文中三年(1374 応安七年)頃、能楽大成者として知られる世阿弥(ぜあみ)がまだ藤若丸と称していた十二歳の時、父の観世清次と共に、大和の猿楽結崎座を率いて新熊野社で勧進興行を行いましたが、これは世に「今熊野勧進猿楽」と呼ばれ、見物していた将軍義満が、その芸に感激して二人を同朋衆に加え、父子をそれぞれ観阿弥、世阿弥と名乗らせたといわれます。
そして、世阿弥はこの義満の援助の下、父の志を継いで、能楽の芸術性を高めるため研究努力して、今日の能楽に大成させることになります。
この関係から、新熊野神社の境内こそ、世阿弥と将軍義満との機縁の地、能楽大成のきっかけとなった場所だったとして、神社の境内には、「能楽大成、機縁の地」を記念する石碑や掲示板が設けられています。しかし、その後の新熊野社は、応仁の乱以降の戦火に度々見舞われて荒廃し、廃絶同様の状態となってしまいました。

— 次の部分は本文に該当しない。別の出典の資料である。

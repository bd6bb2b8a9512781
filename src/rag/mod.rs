//! Retrieval-augmented answering: prompt assembly, completion and the
//! query answerer tying them to the context store.

mod answer;
mod completion;
mod prompt;

pub use answer::{Answer, QueryAnswerer};
pub use completion::{Completer, OpenAICompleter};
pub use prompt::{join_contexts, PromptBuilder, CONTEXT_DELIMITER};

#[cfg(test)]
pub(crate) use answer::tests as test_support;
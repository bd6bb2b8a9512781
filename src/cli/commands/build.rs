//! Build command implementation.

use crate::cli::Output;
use crate::config::{Credentials, Settings};
use crate::orchestrator::Orchestrator;
use crate::vector_store::ContextStore;
use anyhow::Result;

/// Build the dataset, or rebuild it with `force`.
pub async fn run_build(force: bool, settings: Settings, credentials: &Credentials) -> Result<()> {
    let dir = settings.dataset_dir();
    let orchestrator = Orchestrator::new(settings, credentials)?;

    let dataset = if force {
        orchestrator.rebuild().await?
    } else {
        if dir.exists() {
            Output::info(&format!(
                "Dataset already exists at {}. Use --force to rebuild.",
                dir.display()
            ));
        }
        orchestrator.setup().await?
    };

    Output::success("Dataset ready");
    Output::kv("Path", &dataset.dir().display().to_string());
    Output::kv("Context windows", &dataset.count().await?.to_string());
    Output::kv("Dimension", &dataset.dimension().to_string());
    Output::kv("Indexed", if dataset.has_index() { "yes" } else { "no" });
    Output::kv("Built", &dataset.built_at().to_rfc3339());

    Ok(())
}
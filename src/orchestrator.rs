//! Pipeline orchestrator for Eto.
//!
//! Decides between loading the persisted dataset and building it from the
//! transcript corpus, and wires the query answerer on top of it.

use crate::cli::Output;
use crate::config::{Credentials, Prompts, Settings};
use crate::corpus::{contextualize, create_source, CorpusSource};
use crate::embedding::{BatchEmbedder, Embedder, OpenAIEmbedder, RateLimiter, RetryPolicy};
use crate::error::{EtoError, Result};
use crate::openai::create_client;
use crate::rag::{Completer, OpenAICompleter, PromptBuilder, QueryAnswerer};
use crate::vector_store::{ContextStore, Dataset, IndexParams, SearchParams};
use indicatif::ProgressBar;
use std::path::{Path, PathBuf};
use std::sync::Arc;
use std::time::Duration;
use tracing::{info, instrument, warn};

/// The main orchestrator for the Eto pipeline.
pub struct Orchestrator {
    settings: Settings,
    prompts: Prompts,
    source: Arc<dyn CorpusSource>,
    embedder: Arc<dyn Embedder>,
    completer: Arc<dyn Completer>,
}

impl Orchestrator {
    /// Create an orchestrator backed by OpenAI and the configured corpus source.
    pub fn new(settings: Settings, credentials: &Credentials) -> Result<Self> {
        let client = create_client(
            credentials,
            Duration::from_secs(settings.embedding.timeout_secs),
        )?;

        let source = create_source(&settings)?;
        let embedder: Arc<dyn Embedder> = Arc::new(
            OpenAIEmbedder::new(client.clone(), &settings.embedding.model)
                .with_dimensions(settings.embedding.dimensions),
        );
        let completer: Arc<dyn Completer> =
            Arc::new(OpenAICompleter::new(client, settings.completion.clone()));

        Self::with_components(settings, source, embedder, completer)
    }

    /// Create an orchestrator with custom components.
    pub fn with_components(
        settings: Settings,
        source: Arc<dyn CorpusSource>,
        embedder: Arc<dyn Embedder>,
        completer: Arc<dyn Completer>,
    ) -> Result<Self> {
        let prompts = Prompts::load(
            settings.prompts.custom_dir.as_deref(),
            Some(&settings.prompts.variables),
        )?;

        Ok(Self {
            settings,
            prompts,
            source,
            embedder,
            completer,
        })
    }

    pub fn settings(&self) -> &Settings {
        &self.settings
    }

    /// Load the dataset if it exists, otherwise build it.
    #[instrument(skip(self))]
    pub async fn setup(&self) -> Result<Dataset> {
        let dir = self.settings.dataset_dir();
        if dir.exists() {
            info!("Loading existing dataset from {}", dir.display());
            return Dataset::open(&dir).await;
        }
        self.build(&dir).await
    }

    /// Build the dataset again and replace the existing one.
    ///
    /// The existing dataset is only removed once the new one is fully
    /// written, so a failed rebuild leaves it in place.
    #[instrument(skip(self))]
    pub async fn rebuild(&self) -> Result<Dataset> {
        self.build(&self.settings.dataset_dir()).await
    }

    /// Query answerer over `store` using this orchestrator's backends.
    pub fn answerer(&self, store: Arc<dyn ContextStore>) -> QueryAnswerer {
        QueryAnswerer::new(
            self.embedder.clone(),
            store,
            self.completer.clone(),
            SearchParams::from(&self.settings.query),
            PromptBuilder::new(self.prompts.clone(), self.settings.query.context_limit),
        )
        .with_retry(RetryPolicy::from_settings(&self.settings.embedding.retry))
    }

    async fn build(&self, dir: &Path) -> Result<Dataset> {
        info!("Building dataset from {}", self.source.describe());

        let rows = self.source.load().await?;
        if rows.is_empty() {
            return Err(EtoError::Corpus("corpus is empty".to_string()));
        }

        let corpus = &self.settings.corpus;
        let windows = contextualize(&rows, corpus.window, corpus.stride)?;
        if windows.is_empty() {
            return Err(EtoError::Corpus(format!(
                "no video has at least {} utterances",
                corpus.window
            )));
        }
        info!("{} transcript rows -> {} context windows", rows.len(), windows.len());

        let embedding = &self.settings.embedding;
        let batch_embedder = BatchEmbedder::new(
            self.embedder.clone(),
            RateLimiter::per_second(embedding.max_calls_per_second)?,
            RetryPolicy::from_settings(&embedding.retry),
            embedding.batch_size,
        );
        let progress = if self.settings.general.progress {
            Output::progress_bar(0, "embedding contexts")
        } else {
            ProgressBar::hidden()
        };
        let texts: Vec<String> = windows.iter().map(|w| w.text.clone()).collect();
        let vectors = batch_embedder.embed_all(&texts, &progress).await?;

        let partial = partial_dir(dir);
        if partial.exists() {
            warn!("Removing interrupted build at {}", partial.display());
            tokio::fs::remove_dir_all(&partial).await?;
        }

        let mut staged = Dataset::create(&partial, &windows, &vectors).await?;
        staged.create_index(&IndexParams::from(&self.settings.index)).await?;
        drop(staged);

        if dir.exists() {
            warn!("Replacing existing dataset at {}", dir.display());
            tokio::fs::remove_dir_all(dir).await?;
        }
        tokio::fs::rename(&partial, dir).await?;
        info!("Dataset written to {}", dir.display());
        Dataset::open(dir).await
    }
}

/// Sibling directory a dataset is staged in while it is being built.
fn partial_dir(dir: &Path) -> PathBuf {
    let mut name = dir.file_name().unwrap_or_default().to_os_string();
    name.push(".partial");
    dir.with_file_name(name)
}
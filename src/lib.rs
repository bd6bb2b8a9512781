//! Eto - question answering over YouTube transcripts
//!
//! Eto turns a corpus of transcript utterances into overlapping context
//! windows, embeds them, and keeps them in an on-disk dataset with an
//! IVF+PQ index. Questions are answered by retrieving the closest windows
//! and asking a completion model to answer from them.
//!
//! # Architecture
//!
//! - `config` - Settings, credentials and prompt templates
//! - `corpus` - Transcript sources and the context windower
//! - `embedding` - Embedding backends, batching, rate limiting and retry
//! - `vector_store` - Persisted dataset and nearest-neighbor index
//! - `rag` - Prompt assembly, completion and the query answerer
//! - `orchestrator` - Dataset build-or-load and component wiring
//! - `cli` - Command line and HTTP server
//!
//! # Example
//!
//! ```rust,no_run
//! use eto::config::{Credentials, Settings};
//! use eto::orchestrator::Orchestrator;
//! use std::sync::Arc;
//!
//! #[tokio::main]
//! async fn main() -> anyhow::Result<()> {
//!     let settings = Settings::load()?;
//!     let credentials = Credentials::load(&settings.api_key_path(), &settings.org_id_path())?;
//!     let orchestrator = Orchestrator::new(settings, &credentials)?;
//!
//!     let dataset = Arc::new(orchestrator.setup().await?);
//!     let answer = orchestrator.answerer(dataset).answer("What is a transformer?").await?;
//!     println!("{}", answer.completion);
//!
//!     Ok(())
//! }
//! ```

pub mod cli;
pub mod config;
pub mod corpus;
pub mod embedding;
pub mod error;
pub mod openai;
pub mod orchestrator;
pub mod rag;
pub mod vector_store;

pub use error::{EtoError, Result};
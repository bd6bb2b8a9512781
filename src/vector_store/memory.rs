//! Exact in-memory context store used as a test double.

use super::{ContextMatch, ContextStore, SearchParams};
use crate::corpus::ContextWindow;
use crate::error::{EtoError, Result};
use async_trait::async_trait;

/// Context windows and vectors held in memory, searched exhaustively.
pub struct MemoryContextStore {
    rows: Vec<(ContextWindow, Vec<f32>)>,
}

impl MemoryContextStore {
    pub fn new(windows: Vec<ContextWindow>, vectors: Vec<Vec<f32>>) -> Result<Self> {
        if windows.len() != vectors.len() {
            return Err(EtoError::Dataset(format!(
                "{} context windows but {} embeddings",
                windows.len(),
                vectors.len()
            )));
        }
        Ok(Self {
            rows: windows.into_iter().zip(vectors).collect(),
        })
    }
}

#[async_trait]
impl ContextStore for MemoryContextStore {
    async fn nearest(&self, query: &[f32], params: &SearchParams) -> Result<Vec<ContextMatch>> {
        let mut matches: Vec<ContextMatch> = self
            .rows
            .iter()
            .map(|(window, vector)| ContextMatch {
                context: window.clone(),
                distance: l2_squared(query, vector),
            })
            .collect();
        matches.sort_by(|a, b| a.distance.total_cmp(&b.distance));
        matches.truncate(params.k);
        Ok(matches)
    }

    async fn count(&self) -> Result<usize> {
        Ok(self.rows.len())
    }
}

/// Squared Euclidean distance, as reported in `_distance`.
fn l2_squared(a: &[f32], b: &[f32]) -> f32 {
    a.iter().zip(b).map(|(x, y)| (x - y) * (x - y)).sum()
}

#[cfg(test)]
mod tests {
    use super::*;

    fn window(text: &str) -> ContextWindow {
        ContextWindow {
            title: "talk".to_string(),
            published: None,
            url: None,
            video_id: None,
            channel_id: None,
            id: None,
            text: text.to_string(),
            start: 0.0,
            end: 1.0,
        }
    }

    #[tokio::test]
    async fn test_nearest_orders_by_distance() {
        let store = MemoryContextStore::new(
            vec![window("far"), window("near"), window("middle")],
            vec![vec![10.0, 0.0], vec![1.0, 0.0], vec![3.0, 0.0]],
        )
        .unwrap();

        let params = SearchParams {
            k: 2,
            nprobes: 1,
            refine_factor: None,
        };
        let matches = store.nearest(&[0.0, 0.0], &params).await.unwrap();

        assert_eq!(store.count().await.unwrap(), 3);
        assert_eq!(matches.len(), 2);
        assert_eq!(matches[0].context.text, "near");
        assert_eq!(matches[0].distance, 1.0);
        assert_eq!(matches[1].context.text, "middle");
    }

    #[test]
    fn test_l2_squared() {
        assert_eq!(l2_squared(&[1.0, 2.0], &[1.0, 2.0]), 0.0);
        assert_eq!(l2_squared(&[0.0, 0.0], &[3.0, 4.0]), 25.0);
    }

    #[test]
    fn test_rejects_misaligned_rows() {
        assert!(MemoryContextStore::new(vec![window("a")], vec![]).is_err());
    }
}
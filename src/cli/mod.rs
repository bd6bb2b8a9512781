//! CLI module for Eto.

pub mod commands;
mod output;

pub use output::Output;

use clap::{Parser, Subcommand};

/// Eto - question answering over YouTube transcripts
///
/// Builds a vector index over windows of transcript utterances and answers
/// questions from the closest windows with a completion model.
#[derive(Parser, Debug)]
#[command(name = "eto")]
#[command(version, about, long_about = None)]
pub struct Cli {
    /// Increase verbosity (-v for info, -vv for debug, -vvv for trace)
    #[arg(short, long, action = clap::ArgAction::Count, global = true)]
    pub verbose: u8,

    /// Path to configuration file
    #[arg(short, long, global = true)]
    pub config: Option<String>,

    /// Debug mode: debug logging and HTTP request tracing
    #[arg(long, visible_alias = "dbg", global = true)]
    pub debug: bool,

    #[command(subcommand)]
    pub command: Option<Commands>,
}

#[derive(Subcommand, Debug)]
pub enum Commands {
    /// Start the HTTP server (default)
    Serve {
        /// Host to bind to (overrides config)
        #[arg(long)]
        host: Option<String>,

        /// Port to bind to (overrides config)
        #[arg(short, long)]
        port: Option<u16>,
    },

    /// Build the dataset and its index, then exit
    Build {
        /// Rebuild even if a dataset already exists
        #[arg(short, long)]
        force: bool,
    },

    /// Answer a single question and print the sources
    Ask {
        /// The question to ask
        question: String,
    },
}

impl Cli {
    /// Log filter level from the verbosity count and debug flag.
    pub fn log_level(&self) -> &'static str {
        match (self.verbose, self.debug) {
            (0, false) => "warn",
            (1, false) => "info",
            (0..=2, _) => "debug",
            _ => "trace",
        }
    }
}
//! Process-lifetime owner of the read-only store connection.
//!
//! # Invariants
//! - The connection is opened lazily, at most once, on the first read.
//! - `close()` is idempotent; once closed the store never reopens.

use super::open::open_read_only;
use super::schema::StoreSchema;
use super::{StoreError, StoreLocator, StoreResult};
use log::{info, warn};
use once_cell::unsync::OnceCell;
use rusqlite::Connection;
use std::path::{Path, PathBuf};

/// An opened store: connection plus the discovered join relation.
#[derive(Debug)]
pub struct OpenStore {
    path: PathBuf,
    conn: Connection,
    schema: StoreSchema,
}

impl OpenStore {
    pub(crate) fn new(path: PathBuf, conn: Connection, schema: StoreSchema) -> Self {
        Self { path, conn, schema }
    }

    pub fn path(&self) -> &Path {
        &self.path
    }

    pub fn conn(&self) -> &Connection {
        &self.conn
    }

    pub fn schema(&self) -> &StoreSchema {
        &self.schema
    }

    fn close(self) {
        let path = self.path;
        match self.conn.close() {
            Ok(()) => info!(
                "event=store_close module=db status=ok path={}",
                path.display()
            ),
            Err((_conn, err)) => warn!(
                "event=store_close module=db status=error path={} error={}",
                path.display(),
                err
            ),
        }
    }
}

/// Lifecycle state of a [`NoteStore`].
#[derive(Debug, Clone, Copy, PartialEq, Eq)]
pub enum StoreState {
    Uninitialized,
    Connected,
    Closed,
}

/// Lazily connected, explicitly closed handle to the note store.
#[derive(Debug)]
pub struct NoteStore {
    locator: StoreLocator,
    handle: OnceCell<OpenStore>,
    closed: bool,
}

impl NoteStore {
    /// Creates an unconnected store; no file system access happens here.
    pub fn new(locator: StoreLocator) -> Self {
        Self {
            locator,
            handle: OnceCell::new(),
            closed: false,
        }
    }

    pub fn state(&self) -> StoreState {
        if self.closed {
            StoreState::Closed
        } else if self.handle.get().is_some() {
            StoreState::Connected
        } else {
            StoreState::Uninitialized
        }
    }

    pub fn locator(&self) -> &StoreLocator {
        &self.locator
    }

    /// Returns the open store, connecting on first use.
    ///
    /// A failed attempt leaves the store uninitialized, so a later call
    /// probes the candidates again.
    ///
    /// # Errors
    /// - [`StoreError::Closed`] after [`NoteStore::close`].
    /// - [`StoreError::NotFound`] / [`StoreError::OpenFailed`] from connecting.
    pub fn open(&self) -> StoreResult<&OpenStore> {
        if self.closed {
            return Err(StoreError::Closed);
        }
        self.handle.get_or_try_init(|| {
            let path = self.locator.locate()?;
            open_read_only(path)
        })
    }

    /// Releases the connection. Calling it again is a no-op.
    pub fn close(&mut self) {
        if self.closed {
            return;
        }
        self.closed = true;
        if let Some(store) = self.handle.take() {
            store.close();
        }
    }
}

impl Drop for NoteStore {
    fn drop(&mut self) {
        self.close();
    }
}
//! `bearlink` stdio entry point.
//!
//! # Responsibility
//! - Read one JSON request per stdin line and write one JSON response per
//!   stdout line.
//! - Release the store connection on end of input or on a termination signal
//!   (SIGINT, SIGTERM, SIGHUP).
//!
//! # Invariants
//! - stdout carries responses only; logs go to stderr.
//! - Requests are handled one at a time on the main thread.
//! - Every non-blank input line gets exactly one response line, including
//!   lines that are not valid UTF-8.

use bearlink_api::{BearApi, SystemApi, ToolResponse};
use bearlink_core::{core_version, init_logging, ActionChannel, BridgeConfig, LogLevel, NoteReader};
use clap::Parser;
use log::{error, info, warn};
use std::io::{self, BufRead, Write};
use std::path::PathBuf;
use std::process::ExitCode;
use std::sync::mpsc::{self, Sender};
use std::thread;

const INVALID_UTF8_MESSAGE: &str = "malformed request: invalid UTF-8";

#[derive(Debug, Parser)]
#[command(name = "bearlink", version, about = "Line-delimited JSON bridge to the Bear notes app")]
struct Args {
    /// Path to the note store, tried before the default locations.
    #[arg(long, value_name = "PATH", env = "BEARLINK_DB_PATH")]
    database: Option<PathBuf>,

    /// Log level: debug, info, warn or error.
    #[arg(long, value_name = "LEVEL")]
    log_level: Option<String>,
}

impl Args {
    fn into_config(self, mut config: BridgeConfig) -> BridgeConfig {
        if let Some(level) = self.log_level.as_deref() {
            config.log_level = LogLevel::parse_or_default(Some(level));
        }
        if let Some(path) = self.database.filter(|p| !p.as_os_str().is_empty()) {
            config.store_path = Some(path);
        }
        config
    }
}

enum Event {
    Line(String),
    Undecodable,
    Eof,
    Shutdown,
}

#[derive(Debug, Clone, Copy, PartialEq, Eq)]
enum StopReason {
    Eof,
    Signal,
}

impl StopReason {
    fn as_str(self) -> &'static str {
        match self {
            Self::Eof => "eof",
            Self::Signal => "signal",
        }
    }
}

fn main() -> ExitCode {
    let config = Args::parse().into_config(BridgeConfig::from_env());
    if let Err(err) = init_logging(config.log_level) {
        eprintln!("bearlink: logging disabled: {err}");
    }

    let (tx, rx) = mpsc::channel();
    install_shutdown_handler(tx.clone());
    thread::spawn(move || read_requests(io::stdin().lock(), &tx));

    let mut api = SystemApi::from_config(&config);
    info!(
        "event=bridge_start module=cli status=ok version={} log_level={}",
        core_version(),
        config.log_level.as_str()
    );

    let stdout = io::stdout();
    let mut out = stdout.lock();
    match serve(&mut api, rx, &mut out) {
        Ok(reason) => {
            info!(
                "event=bridge_stop module=cli status=ok reason={}",
                reason.as_str()
            );
            ExitCode::SUCCESS
        }
        Err(err) => {
            error!("event=bridge_stop module=cli status=error reason=stdout error={err}");
            ExitCode::FAILURE
        }
    }
}

fn install_shutdown_handler(tx: Sender<Event>) {
    let result = ctrlc::set_handler(move || {
        let _ = tx.send(Event::Shutdown);
    });
    if let Err(err) = result {
        warn!("event=signal_handler module=cli status=error error={err}");
    }
}

/// Forwards raw input lines as events until end of input or a read error.
///
/// Lines are split on `\n` before decoding, so a line that is not UTF-8
/// becomes [`Event::Undecodable`] without ending the stream.
fn read_requests(mut input: impl BufRead, tx: &Sender<Event>) {
    let mut buf = Vec::new();
    loop {
        buf.clear();
        match input.read_until(b'\n', &mut buf) {
            Ok(0) => break,
            Ok(_) => {
                let event = match String::from_utf8(std::mem::take(&mut buf)) {
                    Ok(line) => Event::Line(line),
                    Err(_) => Event::Undecodable,
                };
                if tx.send(event).is_err() {
                    return;
                }
            }
            Err(err) => {
                warn!("event=bridge_read module=cli status=error error={err}");
                break;
            }
        }
    }
    let _ = tx.send(Event::Eof);
}

/// Answers events until end of input or shutdown, then closes the store.
///
/// # Errors
/// Returns the write error when a response cannot be written to `out`.
fn serve<R: NoteReader, W: ActionChannel>(
    api: &mut BearApi<R, W>,
    events: impl IntoIterator<Item = Event>,
    out: &mut impl Write,
) -> io::Result<StopReason> {
    let mut events = events.into_iter();
    let outcome = loop {
        let response = match events.next() {
            None | Some(Event::Eof) => break Ok(StopReason::Eof),
            Some(Event::Shutdown) => break Ok(StopReason::Signal),
            Some(Event::Line(line)) => {
                if line.trim().is_empty() {
                    continue;
                }
                api.handle_json(&line)
            }
            Some(Event::Undecodable) => {
                warn!("event=tool_call module=cli status=error error_code=invalid_utf8");
                ToolResponse::failure(INVALID_UTF8_MESSAGE)
            }
        };
        if let Err(err) = write_response(out, &response) {
            break Err(err);
        }
    };

    api.shutdown();
    outcome
}

fn write_response(out: &mut impl Write, response: &ToolResponse) -> io::Result<()> {
    serde_json::to_writer(&mut *out, response)?;
    out.write_all(b"\n")?;
    out.flush()
}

ようやく、江戸時代の初期、後水尾天皇の中宮・東福門院が社殿を再興し、霊元天皇の寛文十三年(1663)に聖護院宮道寛親王(後水尾上皇皇子)が現在の本殿を造営しました。
本殿は、桁行三間、梁行一間、屋根は入母屋造・妻入で、正面に向拝一間を付け、内部は、奥行三間の内、手前正面一間の外陣とその奥二間の内陣に分かれています。構造形式や平面構成共に、熊野本宮証誠殿(しょうじょうでん)と同じで、全国的にも京都においても他に類例が少なく、更に熊野本宮証誠殿よりも古いことからも熊野造の古制をよく伝える貴重な遺構として京都市指定の重要文化財に指定されています。また、本殿の周囲には、前述したように、小さな上社(うえのやしろ 結びの社・速玉の社)、中社(なかのやしろ 中四社)、若宮社、下四社があります。
尚、境内北側の森は、立ち入り禁止の神域となっているため、境内自体は東大路通沿いから感じられるより、意外と狭いといった印象です。